Bayandor's narrative stirred controversy in academic circles, reflected in a special edition of Iranian Studies in September 2012. The brunt of criticism was on Bayandor's affirmation of the role played by the supreme quiescent Shia leader, Grand Ayatollah Seyyed Hossein Boroujerdi, deemed by others to be above the political fray. Homa Katouzian, a historian and political scientist, dismissed Bayandor's book as "political". Academics Fouad Ajami, Yann Richards, Shahram Chubin and Michael Axworthy praised the book as a valuable contribution to the literature. The book received mixed reviews in the media. The Economist, while pointing to the polemical character of the new narrative, considered the author's skepticism, "A useful antidote to Roosevelt's self-aggrandizing, which some later writers have mimicked uncritically". The Washington Times criticized the book stating that "a careful reading of Mr. Bayandor's book, along with the CIA history and Mr. Roosevelt's memoir, shows that there is a very thin element of truth in his revisionist theory". However, when in 2017 the CIA secret files of the episode were released by the US Department of State, several documents bore out Bayandor's contentions, notably regarding Boroujerdi's active role. Among these documents was a dispatch by Roosevelt to the CIA headquarters on the very morning of Mosaddeq's overthrow on 19 August which revealed that the CIA Station in Tehran had no knowledge of the events that were about to end Mosaddeq's rule.

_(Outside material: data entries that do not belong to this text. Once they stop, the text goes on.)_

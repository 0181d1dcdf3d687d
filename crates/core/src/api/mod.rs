//! Typed client for the planner backend.
//!
//! One method per endpoint, each decoding straight into the wire models
//! from `dojade-transit`. Alert listing is the odd one out: the board
//! refreshes on a timer, so its fetch failures degrade to an empty list
//! instead of erroring.

pub mod error;

pub use error::{ApiError, Result};

use reqwest::{Client, StatusCode, Url};
use serde::de::DeserializeOwned;
use serde::{Deserialize, Serialize};

use dojade_transit::identifiers::{AlertId, GroupCode, LineRef, StopCode};
use dojade_transit::models::{
    Alert, AlertCategory, Path, ShapePoint, StopGroup, TimetableEntry, VoteDirection,
};
use dojade_transit::time::ClockTime;

use crate::config::ClientConfig;

/// Prefix the path endpoint expects in front of a group code.
const GROUP_CODE_PREFIX: &str = "GRP:";

// ============================================================================
// Client
// ============================================================================

#[derive(Clone, Debug)]
pub struct ApiClient {
    http: Client,
    base: Url,
}

impl ApiClient {
    pub fn new(config: &ClientConfig) -> Result<Self> {
        let mut base = config.base_url.clone();
        if !base.ends_with('/') {
            base.push('/');
        }
        let base = Url::parse(&base).map_err(|err| ApiError::Config(err.to_string()))?;
        let http = Client::builder()
            .timeout(config.timeout)
            .build()
            .map_err(|err| ApiError::Config(err.to_string()))?;

        Ok(Self { http, base })
    }

    /// Every stop group in the network. Slow-moving reference data; the
    /// planner caches it on disk.
    pub async fn stop_groups(&self) -> Result<Vec<StopGroup>> {
        let url = self.endpoint("stops/groupnames")?;
        self.get_json(url).await
    }

    /// Raw itinerary paths between two stop groups, soonest first.
    /// `departure` bounds the search to departures at or after that time;
    /// `None` means "now" on the backend clock.
    pub async fn paths(
        &self,
        start: &GroupCode,
        end: &GroupCode,
        departure: Option<ClockTime>,
    ) -> Result<Vec<Path>> {
        let mut url = self.endpoint("path")?;
        {
            let mut query = url.query_pairs_mut();
            query.append_pair("start_code", &group_query_code(start));
            query.append_pair("end_code", &group_query_code(end));
            if let Some(at) = departure {
                query.append_pair("departure_time", &at.to_string());
            }
        }
        self.get_json(url).await
    }

    /// Remaining departures from one physical stop today.
    pub async fn timetable(&self, stop: &StopCode) -> Result<Vec<TimetableEntry>> {
        let mut url = self.endpoint("stop_times/stop")?;
        url.query_pairs_mut().append_pair("stop", stop.as_str());
        self.get_json(url).await
    }

    /// The stop group nearest to a coordinate.
    pub async fn closest_group(&self, lat: f64, lon: f64) -> Result<StopGroup> {
        let mut url = self.endpoint("stops/closest")?;
        url.query_pairs_mut()
            .append_pair("lat", &lat.to_string())
            .append_pair("lon", &lon.to_string());
        self.get_json(url).await
    }

    /// Geometry waypoints a line follows between two physical stops.
    pub async fn shape_between(
        &self,
        line: &LineRef,
        start: &StopCode,
        end: &StopCode,
    ) -> Result<Vec<ShapePoint>> {
        let mut url = self.endpoint(&format!("shapes/{line}/between"))?;
        url.query_pairs_mut()
            .append_pair("start_code", start.as_str())
            .append_pair("end_code", end.as_str());
        self.get_json(url).await
    }

    /// Current alert board. The backend answers `null` when the board is
    /// empty, and any fetch failure degrades to an empty list with a
    /// warning; refresh loops stay alive either way.
    pub async fn alerts(&self) -> Result<Vec<Alert>> {
        let url = self.endpoint("alerts")?;
        match self.get_json::<Option<Vec<Alert>>>(url).await {
            Ok(alerts) => Ok(alerts.unwrap_or_default()),
            Err(err) => {
                tracing::warn!("alert refresh failed: {err}");
                Ok(Vec::new())
            }
        }
    }

    /// Report an incident at a coordinate, optionally pinned to a line.
    pub async fn create_alert(
        &self,
        lat: f64,
        lon: f64,
        line: Option<&LineRef>,
        category: AlertCategory,
    ) -> Result<()> {
        let url = self.endpoint("alerts/new")?;
        let body = NewAlert {
            lat,
            lon,
            line,
            category,
        };
        let response = self
            .http
            .post(url.clone())
            .json(&body)
            .send()
            .await
            .map_err(|source| ApiError::Transport {
                url: url.to_string(),
                source,
            })?;
        expect_success(&url, response.status())
    }

    pub async fn vote_alert(&self, id: &AlertId, direction: VoteDirection) -> Result<()> {
        let url = self.endpoint(&format!("alerts/{id}/{direction}"))?;
        let response = self
            .http
            .get(url.clone())
            .send()
            .await
            .map_err(|source| ApiError::Transport {
                url: url.to_string(),
                source,
            })?;
        expect_success(&url, response.status())
    }

    /// Exchange credentials for a bearer token.
    pub async fn login(&self, email: &str, password: &str) -> Result<String> {
        let url = self.endpoint("login")?;
        let body = Credentials { email, password };
        let response = self
            .http
            .post(url.clone())
            .json(&body)
            .send()
            .await
            .map_err(|source| ApiError::Transport {
                url: url.to_string(),
                source,
            })?;
        if !response.status().is_success() {
            return Err(ApiError::Auth(format!(
                "Login failed: {}",
                response.status()
            )));
        }
        let token: TokenResponse =
            response
                .json()
                .await
                .map_err(|source| ApiError::Decode {
                    url: url.to_string(),
                    source,
                })?;
        Ok(token.token)
    }

    /// Create an account. The backend explains rejections in a `message`
    /// field; that text is surfaced verbatim when present.
    pub async fn register(&self, email: &str, password: &str, username: &str) -> Result<()> {
        let url = self.endpoint("register")?;
        let body = Registration {
            email,
            password,
            username,
        };
        let response = self
            .http
            .post(url.clone())
            .json(&body)
            .send()
            .await
            .map_err(|source| ApiError::Transport {
                url: url.to_string(),
                source,
            })?;
        let status = response.status();
        if status.is_success() {
            return Ok(());
        }
        let bytes = response.bytes().await.unwrap_or_default();
        Err(ApiError::Auth(registration_error(status, &bytes)))
    }

    fn endpoint(&self, path: &str) -> Result<Url> {
        self.base
            .join(path)
            .map_err(|err| ApiError::Config(err.to_string()))
    }

    async fn get_json<T: DeserializeOwned>(&self, url: Url) -> Result<T> {
        let response = self
            .http
            .get(url.clone())
            .send()
            .await
            .map_err(|source| ApiError::Transport {
                url: url.to_string(),
                source,
            })?;
        expect_success(&url, response.status())?;
        response.json().await.map_err(|source| ApiError::Decode {
            url: url.to_string(),
            source,
        })
    }
}

// ============================================================================
// Wire payloads and helpers
// ============================================================================

#[derive(Debug, Serialize)]
struct Credentials<'a> {
    email: &'a str,
    password: &'a str,
}

#[derive(Debug, Serialize)]
struct Registration<'a> {
    email: &'a str,
    password: &'a str,
    username: &'a str,
}

#[derive(Debug, Deserialize)]
struct TokenResponse {
    token: String,
}

#[derive(Debug, Serialize)]
struct NewAlert<'a> {
    lat: f64,
    lon: f64,
    line: Option<&'a LineRef>,
    category: AlertCategory,
}

#[derive(Debug, Deserialize)]
struct ErrorBody {
    message: Option<String>,
}

fn expect_success(url: &Url, status: StatusCode) -> Result<()> {
    if status.is_success() {
        Ok(())
    } else {
        Err(ApiError::Status {
            url: url.to_string(),
            status,
        })
    }
}

/// The path endpoint addresses groups as `GRP:<code>`.
fn group_query_code(code: &GroupCode) -> String {
    format!("{GROUP_CODE_PREFIX}{code}")
}

fn registration_error(status: StatusCode, body: &[u8]) -> String {
    let detail = serde_json::from_slice::<ErrorBody>(body)
        .ok()
        .and_then(|body| body.message)
        .unwrap_or_else(|| status.to_string());
    format!("Registration failed: {detail}")
}

#[cfg(test)]
mod tests {
    use super::*;

    fn client() -> ApiClient {
        let config = ClientConfig {
            base_url: "http://backend.test/api".to_owned(),
            ..ClientConfig::default()
        };
        ApiClient::new(&config).unwrap()
    }

    #[test]
    fn test_base_url_gains_trailing_slash() {
        let api = client();
        let url = api.endpoint("stops/groupnames").unwrap();

        // Without the slash, join would replace the /api segment.
        assert_eq!(url.as_str(), "http://backend.test/api/stops/groupnames");
    }

    #[test]
    fn test_group_query_code_is_prefixed() {
        assert_eq!(group_query_code(&GroupCode::new("KAP")), "GRP:KAP");
    }

    #[test]
    fn test_vote_endpoint_spells_direction() {
        let api = client();
        let id = AlertId::new("42");

        let up = api
            .endpoint(&format!("alerts/{id}/{}", VoteDirection::Up))
            .unwrap();
        assert_eq!(up.as_str(), "http://backend.test/api/alerts/42/up");
    }

    #[test]
    fn test_registration_error_prefers_backend_message() {
        let body = br#"{"message":"email already in use"}"#;
        let message = registration_error(StatusCode::CONFLICT, body);

        assert_eq!(message, "Registration failed: email already in use");
    }

    #[test]
    fn test_registration_error_falls_back_to_status() {
        let message = registration_error(StatusCode::INTERNAL_SERVER_ERROR, b"<html>oops</html>");
        assert_eq!(message, "Registration failed: 500 Internal Server Error");
    }

    #[test]
    fn test_empty_board_decodes_from_null() {
        let alerts: Option<Vec<Alert>> = serde_json::from_str("null").unwrap();
        assert!(alerts.is_none());
    }
}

In December 2018, Bayandor published a comprehensive history of the 1979 Revolution titled, The Shah, the Islamic Revolution and the United States, (Palgrave-Macmillan) (ISBN 978-3-319-96118-7). Portrayed as a multifaceted historical paradox, Bayandor delved into the roots of the revolution, highlighting cultural, demographic and historical factors that along with systemic flaws in the Shah authoritarian rule allowed incongruous socio-political forces to coalesce with the radical clergy to end the millennia-old monarchy in Iran. The role played by Carter administration has been examined in several chapters based on Department of State archives including new batches released by Wikileaks in 2017. Brookings Institution described the book. "A very worthy addition to an already copious literature on Iran". Similarly, the International Institute of Strategic Studies (IISS) praised it as, "An important and honest appraisal that adds to our understanding of how a formidable monarchy came crumbling down in 1979".

- Bayandor, Darioush (2019). "The Shah, the Islamic Revolution and the United States"

- 1999 - Look Away From Kosovo to See the Crisis in Central Africa, International Herald Tribune

==Personal life==
Bayandor was born in Iran to Mahmoud Bayandor, a General in the Imperial Iranian Army.

Bayandor has analyzed and adapted Iranian poetry into French and English. In 2006, for the Journal of Middle Eastern and African Intellectual and Cultural Studies, he wrote "Hafez: A Face-Off With Virtue" about the 14th century Iranian lyric poet, Hafez.